The History Place - Movie Review

Jakob the Liar

By Fred Harvey
The History Place
9/24/99

This is a pointless drama utilizing the Holocaust era as a vehicle to allow Mr. Robin Williams to give a supposed Oscar caliber performance (if you believe the current advertising campaign).

Just about everything in this movie, including life in Nazi-occupied Poland, mindless brutality of the SS, and people crammed into boxcars headed for gassing, has been seen before and better dramatized in such films as Schindler's List.

Jakob the Liar, directed by Peter Kassovitz and executive produced by Robin Williams takes place in 1944 inside a Jewish ghetto in Poland. The film focuses on the lives of a small group of Jewish men barely surviving as forced laborers. They are the only people remaining in the ghetto which has long been cleared of their families.

Jakob, a former cafe owner, now reduced to scrounging for his daily existence, is played by Robin Williams. The problem here is that I think we're all so accustomed to seeing this brilliant comedian on late night TV talk shows spontaneously jumping up and launching into one of his hilarious send-ups of Borscht Belt performers from days gone by, complete with exaggerated Yiddish accent and a few borrowed punch lines. As Jakob, Williams' performance varies from borderline talk show shtick to sappy melodrama. That's also true for a bunch of the other actors all working too hard at this.

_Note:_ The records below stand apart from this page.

//! The operator class interface of a radix tree, modelled after the SP-GiST access method.
//!
//! An index host stores inner tuples, consisting of an optional prefix and a sorted list of labelled child links,
//! and leaf tuples, consisting of the part of a key that is not represented by the path from the root.
//! The operator class decides how keys are routed and split during insertion, and which subtrees are visited during a search.
//! All operations are pure functions of their input.

use std::fmt::Debug;

/// The label of a child link of an inner tuple.
///
/// Labels are ordered `Placeholder < End < Symbol`, and symbols by their own order.
/// The labels of an inner tuple are sorted, so they can be binary searched.
#[derive(Debug, Clone, Copy, Eq, PartialEq, Ord, PartialOrd, Hash)]
pub enum NodeLabel<Character> {
    /// The dummy label of the link to a tuple that was split off an all-the-same tuple.
    /// It does not contribute to the reconstructed key.
    Placeholder,
    /// The key ends at this tuple.
    End,
    /// The next character of the key.
    Symbol(Character),
}

/// The static properties of an operator class.
#[derive(Debug, Clone, Eq, PartialEq)]
pub struct OperatorClassConfig {
    /// The name of the type of the prefixes of inner tuples.
    pub prefix_type: &'static str,
    /// The name of the type of the labels of child links.
    pub label_type: &'static str,
    /// The name of the type of the values of leaf tuples.
    pub leaf_type: &'static str,
    /// True if the operator class reconstructs full keys during a search, such that the host does not need to fetch them.
    pub can_return_data: bool,
    /// True if keys may be too long to fit a single leaf tuple.
    pub long_values_ok: bool,
}

/// The input of [RadixOperatorClass::choose].
#[derive(Debug, Clone)]
pub struct ChooseInput<'a, Value, Label> {
    /// The full key that is inserted.
    pub datum: &'a Value,
    /// The number of characters of the key represented by the path to the current inner tuple.
    pub level: usize,
    /// True if all child links of the current inner tuple have the same label.
    pub all_the_same: bool,
    /// The prefix of the current inner tuple.
    pub prefix: Option<&'a Value>,
    /// The sorted labels of the child links of the current inner tuple.
    pub labels: &'a [Label],
}

/// The decision of [RadixOperatorClass::choose].
#[derive(Debug, Clone, Eq, PartialEq)]
pub enum Choice<Value, Label> {
    /// Descend into an existing child.
    MatchNode {
        /// The index of the child link to follow.
        node_index: usize,
        /// The number of characters of the key consumed by the current inner tuple.
        level_add: usize,
        /// The part of the key that is not consumed yet, to be stored in a leaf tuple.
        rest: Value,
    },
    /// Add a new child link to the current inner tuple, then choose again.
    AddNode {
        /// The label of the new link.
        label: Label,
        /// The position of the new link, such that the labels stay sorted.
        node_index: usize,
    },
    /// Replace the current inner tuple by two inner tuples, then choose again.
    SplitTuple {
        /// The prefix of the upper tuple.
        prefix_prefix: Option<Value>,
        /// The labels of the upper tuple.
        prefix_labels: Vec<Label>,
        /// The index of the link of the upper tuple that points to the lower tuple.
        child_node_index: usize,
        /// The prefix of the lower tuple, which keeps all links of the current tuple.
        postfix_prefix: Option<Value>,
    },
}

/// The input of [RadixOperatorClass::pick_split].
#[derive(Debug, Clone)]
pub struct PickSplitInput<'a, Value> {
    /// The values of the leaf tuples to be split.
    pub leaf_values: &'a [Value],
    /// The number of characters represented by the path to the leaf tuples.
    pub level: usize,
}

/// The result of [RadixOperatorClass::pick_split].
#[derive(Debug, Clone, Eq, PartialEq)]
pub struct PickSplitOutput<Value, Label> {
    /// The prefix of the new inner tuple.
    pub prefix: Option<Value>,
    /// The sorted labels of the child links of the new inner tuple.
    pub labels: Vec<Label>,
    /// For each input value, the index of the child link its leaf tuple goes to.
    pub leaf_node: Vec<usize>,
    /// For each input value, the value of its new leaf tuple.
    pub leaf_values: Vec<Value>,
}

/// The input of [RadixOperatorClass::inner_consistent].
#[derive(Debug, Clone)]
pub struct InnerConsistentInput<'a, Value, Label, ScanKey> {
    /// The search predicates, which all have to be satisfied.
    pub scan_keys: &'a [ScanKey],
    /// The key represented by the path to the current inner tuple.
    pub reconstructed: &'a Value,
    /// The number of characters of `reconstructed`.
    pub level: usize,
    /// True if all child links of the current inner tuple have the same label.
    pub all_the_same: bool,
    /// The prefix of the current inner tuple.
    pub prefix: Option<&'a Value>,
    /// The sorted labels of the child links of the current inner tuple.
    pub labels: &'a [Label],
}

/// A child link that needs to be visited.
#[derive(Debug, Clone, Eq, PartialEq)]
pub struct ConsistentNode<Value> {
    /// The index of the child link.
    pub node_index: usize,
    /// The number of characters added to the reconstructed key by the current inner tuple and the link.
    pub level_add: usize,
    /// The key represented by the path to the child.
    pub reconstructed: Value,
}

/// The result of [RadixOperatorClass::inner_consistent].
#[derive(Debug, Clone, Eq, PartialEq)]
pub struct InnerConsistentOutput<Value> {
    /// The child links to visit.
    pub nodes: Vec<ConsistentNode<Value>>,
}

/// The input of [RadixOperatorClass::leaf_consistent].
#[derive(Debug, Clone)]
pub struct LeafConsistentInput<'a, Value, ScanKey> {
    /// The search predicates, which all have to be satisfied.
    pub scan_keys: &'a [ScanKey],
    /// The key represented by the path to the leaf tuple.
    pub reconstructed: &'a Value,
    /// The number of characters of `reconstructed`.
    pub level: usize,
    /// The value of the leaf tuple.
    pub leaf_value: &'a Value,
}

/// The result of [RadixOperatorClass::leaf_consistent].
#[derive(Debug, Clone, Eq, PartialEq)]
pub struct LeafConsistentOutput<Value> {
    /// True if the key satisfies all search predicates.
    pub matches: bool,
    /// True if the host needs to check the predicates against the indexed row again.
    pub recheck: bool,
    /// The full key of the leaf tuple.
    pub leaf_value: Value,
}

/// The five operations a radix tree host calls to build and search an index.
pub trait RadixOperatorClass {
    /// The type of keys, prefixes and leaf values.
    type Value: Clone + Eq + Debug;
    /// The type of labels of child links.
    type Label: Clone + Ord + Debug;
    /// The type of search predicates.
    type ScanKey: Debug;

    /// Returns the static properties of this operator class.
    fn configure(&self) -> OperatorClassConfig;

    /// Decides how to insert a key at an inner tuple.
    fn choose(&self, input: &ChooseInput<Self::Value, Self::Label>) -> Choice<Self::Value, Self::Label>;

    /// Splits a set of leaf values into a new inner tuple with child links.
    /// The input must not be empty.
    fn pick_split(
        &self,
        input: &PickSplitInput<Self::Value>,
    ) -> PickSplitOutput<Self::Value, Self::Label>;

    /// Returns the child links of an inner tuple that may lead to keys satisfying the search predicates.
    fn inner_consistent(
        &self,
        input: &InnerConsistentInput<Self::Value, Self::Label, Self::ScanKey>,
    ) -> InnerConsistentOutput<Self::Value>;

    /// Evaluates the search predicates on the full key of a leaf tuple.
    fn leaf_consistent(
        &self,
        input: &LeafConsistentInput<Self::Value, Self::ScanKey>,
    ) -> LeafConsistentOutput<Self::Value>;
}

The film begins interestingly enough as Jakob tries to catch a piece of a newspaper blowing around in the wind and suddenly finds himself standing in the spotlight of an SS sentry. Jakob is then sent to the SS commandant's office which is temporarily vacant. While waiting for commandant (and for his punishment) Jakob listens to the table top radio and hears a Nazi broadcast revealing that German and Soviet troops are already fighting in Poland, not that far from the ghetto.

The commandant spares Jakob and sends him back into the ghetto. While making his way home, Jakob encounters a young Anne Frank lookalike named Rosa played by Nina Siemaszko. Jakob, himself a widower, reluctantly takes in the stray ten-year-old girl, whose family has just been shipped off to be gassed.

The next day, upon encountering a suicidal acquaintance, Jakob breaks the big news concerning the Russian advance. Thus begins Jakob's career as the bearer of good news. And the news of course spreads like wildfire among the hope-starved ghetto residents, a community that has had no news for years and is utterly despondent.

So that's the big setup for this film. But from here on, the film is a letdown. For one thing, Jakob's emotional relationship with the young girl is never really developed beyond his feeding her, nursing her back from illness, and pretending to be the BBC radio to amuse her. And I was quite disappointed that Williams only does this fake radio scene once in the move. I hoped he would continue making up BBC broadcasts.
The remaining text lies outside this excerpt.